**Data for the task:**
# # # # # # #

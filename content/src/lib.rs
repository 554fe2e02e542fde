//! Typed boundary between coaching flows and a generative content service.
//!
//! # Architecture
//!
//! The session core never talks to a generator. A phase flow builds a
//! [`ContentRequest`], hands it to whatever [`ContentGenerator`] the caller
//! wired in, unpacks the returned [`ContentPayload`] with an `expect_*`
//! accessor, and feeds the result through the session manager's mutators.
//! Keeping the boundary typed means a flow can only apply the kind of
//! content it asked for.
//!
//! | Payload | Carries |
//! |---------|---------|
//! | `BrandIdentity` | Full brand kit: name, mission, palette, typography |
//! | `Personas` | Audience personas for a niche |
//! | `DailyTasks` | One day's prioritized task list |
//! | `MarketGaps` | Underserved-market findings for an industry |
//! | `Text` | Free-form copy in a requested format |
//! | `MediaRef` | Reference to rendered media (logo, video) |
//!
//! # Error Handling
//!
//! Generators report failure through [`GenerateError`]. Unpacking a payload
//! of the wrong kind yields [`GenerateError::KindMismatch`] naming both
//! sides, so a miswired flow fails loudly instead of applying the wrong
//! content to the session.

use std::future::Future;
use std::pin::Pin;

use atelier_types::{BrandIdentity, DailyTask, MarketGap, Persona, Profile};
use serde::{Deserialize, Serialize};
use thiserror::Error;

/// Content generation future type alias.
pub type GenerateFut<'a> =
    Pin<Box<dyn Future<Output = Result<ContentPayload, GenerateError>> + Send + 'a>>;

/// Error types for content generation.
#[derive(Debug, Error)]
pub enum GenerateError {
    /// The backing service could not be reached or refused the call.
    #[error("content service unavailable: {message}")]
    Unavailable { message: String },
    /// The service answered, but the answer did not decode as the requested
    /// shape.
    #[error("malformed {kind} payload: {message}")]
    Malformed { kind: &'static str, message: String },
    /// A payload of one kind was unpacked as another.
    #[error("expected {expected} payload, got {got}")]
    KindMismatch {
        expected: &'static str,
        got: &'static str,
    },
}

/// One request for generated content, tagged by kind.
#[derive(Debug, Clone, PartialEq, Eq, Serialize, Deserialize)]
#[serde(tag = "kind", rename_all = "snake_case")]
pub enum ContentRequest {
    /// A brand kit built from the founder's own description of the venture.
    BrandIdentity {
        description: String,
        #[serde(default)]
        preferred_name: Option<String>,
        #[serde(default)]
        profile: Option<Profile>,
    },
    /// Audience personas for a niche.
    Personas { niche: String },
    /// A day's worth of tasks for the named brand.
    DailyTasks {
        brand_name: String,
        #[serde(default)]
        profile: Option<Profile>,
    },
    /// Underserved-market analysis for an industry.
    MarketGaps { industry: String },
    /// Free-form copy in a named format ("blog", "thread", "linkedin").
    FreeText {
        prompt: String,
        format: String,
        #[serde(default)]
        profile: Option<Profile>,
    },
    /// An image render honoring the brand palette.
    Image {
        prompt: String,
        #[serde(default)]
        palette: Vec<String>,
    },
    /// A short video render.
    Video { prompt: String },
}

impl ContentRequest {
    /// Stable name of the requested kind, matching the wire tag.
    #[must_use]
    pub fn kind(&self) -> &'static str {
        match self {
            Self::BrandIdentity { .. } => "brand_identity",
            Self::Personas { .. } => "personas",
            Self::DailyTasks { .. } => "daily_tasks",
            Self::MarketGaps { .. } => "market_gaps",
            Self::FreeText { .. } => "free_text",
            Self::Image { .. } => "image",
            Self::Video { .. } => "video",
        }
    }
}

/// What a generator answers with, tagged by kind.
#[derive(Debug, Clone, PartialEq, Eq, Serialize, Deserialize)]
#[serde(tag = "kind", content = "data", rename_all = "snake_case")]
pub enum ContentPayload {
    BrandIdentity(BrandIdentity),
    Personas(Vec<Persona>),
    DailyTasks(Vec<DailyTask>),
    MarketGaps(Vec<MarketGap>),
    Text(String),
    MediaRef(String),
}

impl ContentPayload {
    /// Stable name of the payload kind, matching the wire tag.
    #[must_use]
    pub fn kind(&self) -> &'static str {
        match self {
            Self::BrandIdentity(_) => "brand_identity",
            Self::Personas(_) => "personas",
            Self::DailyTasks(_) => "daily_tasks",
            Self::MarketGaps(_) => "market_gaps",
            Self::Text(_) => "text",
            Self::MediaRef(_) => "media_ref",
        }
    }

    /// Unpack a brand kit.
    pub fn expect_brand(self) -> Result<BrandIdentity, GenerateError> {
        match self {
            Self::BrandIdentity(brand) => Ok(brand),
            other => Err(GenerateError::KindMismatch {
                expected: "brand_identity",
                got: other.kind(),
            }),
        }
    }

    /// Unpack a persona set.
    pub fn expect_personas(self) -> Result<Vec<Persona>, GenerateError> {
        match self {
            Self::Personas(personas) => Ok(personas),
            other => Err(GenerateError::KindMismatch {
                expected: "personas",
                got: other.kind(),
            }),
        }
    }

    /// Unpack a task list.
    pub fn expect_daily_tasks(self) -> Result<Vec<DailyTask>, GenerateError> {
        match self {
            Self::DailyTasks(tasks) => Ok(tasks),
            other => Err(GenerateError::KindMismatch {
                expected: "daily_tasks",
                got: other.kind(),
            }),
        }
    }

    /// Unpack market gap findings.
    pub fn expect_market_gaps(self) -> Result<Vec<MarketGap>, GenerateError> {
        match self {
            Self::MarketGaps(gaps) => Ok(gaps),
            other => Err(GenerateError::KindMismatch {
                expected: "market_gaps",
                got: other.kind(),
            }),
        }
    }

    /// Unpack free-form copy.
    pub fn expect_text(self) -> Result<String, GenerateError> {
        match self {
            Self::Text(text) => Ok(text),
            other => Err(GenerateError::KindMismatch {
                expected: "text",
                got: other.kind(),
            }),
        }
    }

    /// Unpack a media reference.
    pub fn expect_media_ref(self) -> Result<String, GenerateError> {
        match self {
            Self::MediaRef(media_ref) => Ok(media_ref),
            other => Err(GenerateError::KindMismatch {
                expected: "media_ref",
                got: other.kind(),
            }),
        }
    }
}

/// Dynamic-dispatch boundary to a content generation service.
///
/// Implementations live outside the session crates: an HTTP client against
/// a hosted model in the app, a canned generator in tests. The contract is
/// one request in, one payload out; prompt construction, retries, and
/// transport are the implementor's business.
pub trait ContentGenerator: Send + Sync {
    fn generate(&self, request: ContentRequest) -> GenerateFut<'_>;
}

# # # # # # #

**Problem statement:** Please give back the records exactly as written, beginning at the first line and including the line that holds "session manager's mutators." as the last.

**Answer space:**
filename content/src/lib.rs
repository 554fe2e02e542fde
//! Typed boundary between coaching flows and a generative content service.
//!
//! # Architecture
//!
//! The session core never talks to a generator. A phase flow builds a
//! [`ContentRequest`], hands it to whatever [`ContentGenerator`] the caller
//! wired in, unpacks the returned [`ContentPayload`] with an `expect_*`
//! accessor, and feeds the result through the session manager's mutators.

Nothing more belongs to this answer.